O Brasil vive, há vários anos, um processo de ocupação de espaços, em que o negro vem sendo, desde sempre, negligenciado e marginalizado. No Poder Judiciário, a situação é ainda mais segregadora, com um mínimo de profissionais negros. Para se ter uma noção da disparidade entre negros e brancos no ambiente jurídico, o Ministério Público possui em seus quadros 1200 procuradores da república, no entanto, apenas 22 são autodeclarados negros, o que corresponde a 1,8% de todo o quadro.
A história de Anderson Rocha Paiva, procurador empossado em janeiro deste ano, como ele coloca, é uma vitória para a comunidade negra. “Eu tinha o sonho de ser médico, cheguei a fazer vestibular para Medicina e fiquei como excedente na UFES, só que na Medicina ninguém desiste. Voltei pra minha cidade e trabalhava em turnos. Ficava o expediente todo na boca de um forno daqueles que fazem a embalagem dos fardos de leite. Até que me mandaram embora e aí alguém me falou assim: ‘por que você não faz concursos? Você estudou pra caramba!’ Daí em seguida saiu esse concurso dos Correios, eu fiz e passei”, refletiu.
O percentual pífio de negros no poder judiciário, segundo Anderson, faz com que a comunidade não tenha interesse em mudar esse panorama, mas a ideia é justamente o contrário. “A ideia é mostrar um caminho oposto a essa situação que se instalou, uma possibilidade diferente de romper os paradigmas, as situações já consolidadas que existem e que influenciam nós negros de maneira negativa”, alertou.
Estudos em segundo plano
Durante muito tempo, Rocha se caracterizava como “concurseiro”, como são chamadas as pessoas que se dedicam aos concursos e que diante de muitas dificuldades, até a faculdade ficou em segundo plano. “Eu sou de uma cidade onde as pessoas vão muito para os Estados Unidos (Governador Valadares – MG) e meu pai foi para lá.

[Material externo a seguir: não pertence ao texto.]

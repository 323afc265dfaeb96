//! Magpie Web 服务：编排端点与 schema 生成端点
//!
//! POST /api/chat 按 mode 返回 NDJSON 事件流（stream）、{text}（generate）
//! 或 {object}（对象模式）；POST /api/generate-schema 返回 {schema}。
//! 错误统一为 {error} JSON：客户端输入错误 400，上游故障 500。

use std::convert::Infallible;
use std::sync::Arc;

use axum::body::Body;
use axum::extract::State;
use axum::http::StatusCode;
use axum::response::{IntoResponse, Response};
use axum::routing::{get, post};
use axum::{Json, Router};
use bytes::Bytes;
use futures_util::stream;
use serde::Deserialize;
use serde_json::json;
use tokio_util::sync::CancellationToken;

use magpie::config::load_config;
use magpie::error::PlaygroundError;
use magpie::llm::{LlmClient, OpenAiClient};
use magpie::orchestrator::{ChatRequest, DispatchOutcome, Orchestrator};
use magpie::schema::draft_schema;
use magpie::tools::{model_catalog, tool_catalog};

struct AppState {
    orchestrator: Orchestrator,
    llm: Arc<dyn LlmClient>,
    draft_model: String,
}

#[tokio::main]
async fn main() -> anyhow::Result<()> {
    magpie::observability::init();

    let cfg = load_config(None).unwrap_or_default();
    let llm: Arc<dyn LlmClient> = Arc::new(OpenAiClient::new(&cfg.llm, None));
    let state = Arc::new(AppState {
        orchestrator: Orchestrator::new(llm.clone(), cfg.search.clone()),
        llm,
        draft_model: cfg.llm.draft_model.clone(),
    });

    let app = Router::new()
        .route("/api/chat", post(api_chat))
        .route("/api/generate-schema", post(api_generate_schema))
        .route("/api/tools", get(api_tools))
        .route("/api/models", get(api_models))
        .with_state(state);

    let addr = format!("{}:{}", cfg.server.host, cfg.server.port);
    tracing::info!("Magpie listening on http://{}", addr);

    let listener = tokio::net::TcpListener::bind(&addr).await?;
    axum::serve(listener, app).await?;

    Ok(())
}

/// PlaygroundError -> {error} JSON + 状态码
fn error_response(e: PlaygroundError) -> Response {
    let status = if e.is_client_error() {
        StatusCode::BAD_REQUEST
    } else {
        tracing::error!(error = %e, "request failed");
        StatusCode::INTERNAL_SERVER_ERROR
    };
    (status, Json(json!({ "error": e.to_string() }))).into_response()
}

/// POST /api/chat：校验 -> 分发 -> 按模式编码响应
async fn api_chat(
    State(state): State<Arc<AppState>>,
    Json(req): Json<ChatRequest>,
) -> Response {
    let cancel = CancellationToken::new();
    match state.orchestrator.dispatch(req, cancel.clone()).await {
        Ok(DispatchOutcome::Stream(rx)) => {
            // 客户端断开时响应体被丢弃，守卫随之触发取消
            let guard = cancel.drop_guard();
            let stream = stream::unfold((rx, guard), |(mut rx, guard)| async move {
                rx.recv().await.map(|ev| {
                    let line = format!("{}\n", serde_json::to_string(&ev).unwrap());
                    (Ok::<Bytes, Infallible>(Bytes::from(line)), (rx, guard))
                })
            });
            let mut res = Response::new(Body::from_stream(stream));
            res.headers_mut().insert(
                axum::http::header::CONTENT_TYPE,
                "application/x-ndjson; charset=utf-8".parse().unwrap(),
            );
            res
        }
        Ok(DispatchOutcome::Text(text)) => Json(json!({ "text": text })).into_response(),
        Ok(DispatchOutcome::Object(object)) => {
            Json(json!({ "object": object })).into_response()
        }
        Err(e) => error_response(e),
    }
}

#[derive(Deserialize)]
struct GenerateSchemaRequest {
    #[serde(default)]
    prompt: Option<String>,
}

/// POST /api/generate-schema：自然语言 -> schema 文本
async fn api_generate_schema(
    State(state): State<Arc<AppState>>,
    Json(req): Json<GenerateSchemaRequest>,
) -> Response {
    let Some(prompt) = req.prompt.filter(|p| !p.trim().is_empty()) else {
        return error_response(PlaygroundError::MissingPrompt);
    };
    match draft_schema(state.llm.as_ref(), &state.draft_model, &prompt).await {
        Ok(schema) => Json(json!({ "schema": schema })).into_response(),
        Err(e) => error_response(e),
    }
}

/// GET /api/tools：工具目录（示例提示词与默认 schema）
async fn api_tools(State(_state): State<Arc<AppState>>) -> Response {
    Json(json!({ "tools": tool_catalog() })).into_response()
}

/// GET /api/models：可选模型列表
async fn api_models(State(_state): State<Arc<AppState>>) -> Response {
    Json(json!({ "models": model_catalog() })).into_response()
}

E ele foi uma pessoa que não se divorciou só da minha mãe, mas da família toda. Foi aí que as coisas começaram a ficar difíceis, minha mãe era costureira, ‘ficamos vendidos’ e passamos a viver com a ajuda dos meus tios – irmãos da minha mãe. A faculdade passou a ser algo secundário para mim”, revelou o procurador e ressaltou ainda. “Um dos meus tios conhecia a dona de uma Faculdade de Direito em Governador Valadares, e ele comentou com ela que tinha um sobrinho que gostava de estudar. Ela sugeriu que eu fizesse o vestibular e que, se fosse bem, teria desconto. Eu passei em 2° lugar no vestibular e estudei de graça. Me lembro que, na ocasião da matrícula, eu não tinha dinheiro e tive que pegar emprestado”.
Cotas étnicas
O concurso para procurador da República contemplava 20% das vagas para pessoas autodeclaradas negras ou pardas, mas, até então, segundo Rocha, não tinha concorrido com cotas em concursos anteriores. “Foi a minha primeira vez que eu me inscrevi pelas cotas. Não era porque eu não queria me inscrever como cotista, é que eu ainda não havia me inscrito em nenhum concurso que contemplasse a previsão de cotas para negros no edital. Eu me inscrevi, mas não botei fé, dos 14.500 inscritos, somente 95 pessoas passaram para a segunda fase. O resultado sai por Estado, e no meu (Minas Gerais), 5 pessoas passaram – eu era um deles, e o único negro. A previsão de cotas me ajudou no final porque eu passei em 23° lugar e fui chamado antes, em 5° lugar. […]. É como se Deus me desse mais do que aquilo que eu passei a vida buscando”, comemorou.
À luz do direito, as cotas étnicas são legalizadas e consolidadas, inclusive submetidas ao Supremo Tribunal Federal. No entanto, Anderson ressalta que a fiscalização é de grande importância para que o princípio da isonomia seja mantido. “Temos casos em que as cotas já foram burladas, mas isso não é um problema da lei e sim da aplicação da lei, das pessoas fraudando o sistema com a utilização até criminosa da lei, então me parece que o problema não é a lei e sim o homem tentando se valer dela para praticar condutas contrárias ao ordenamento jurídico”, finalizou.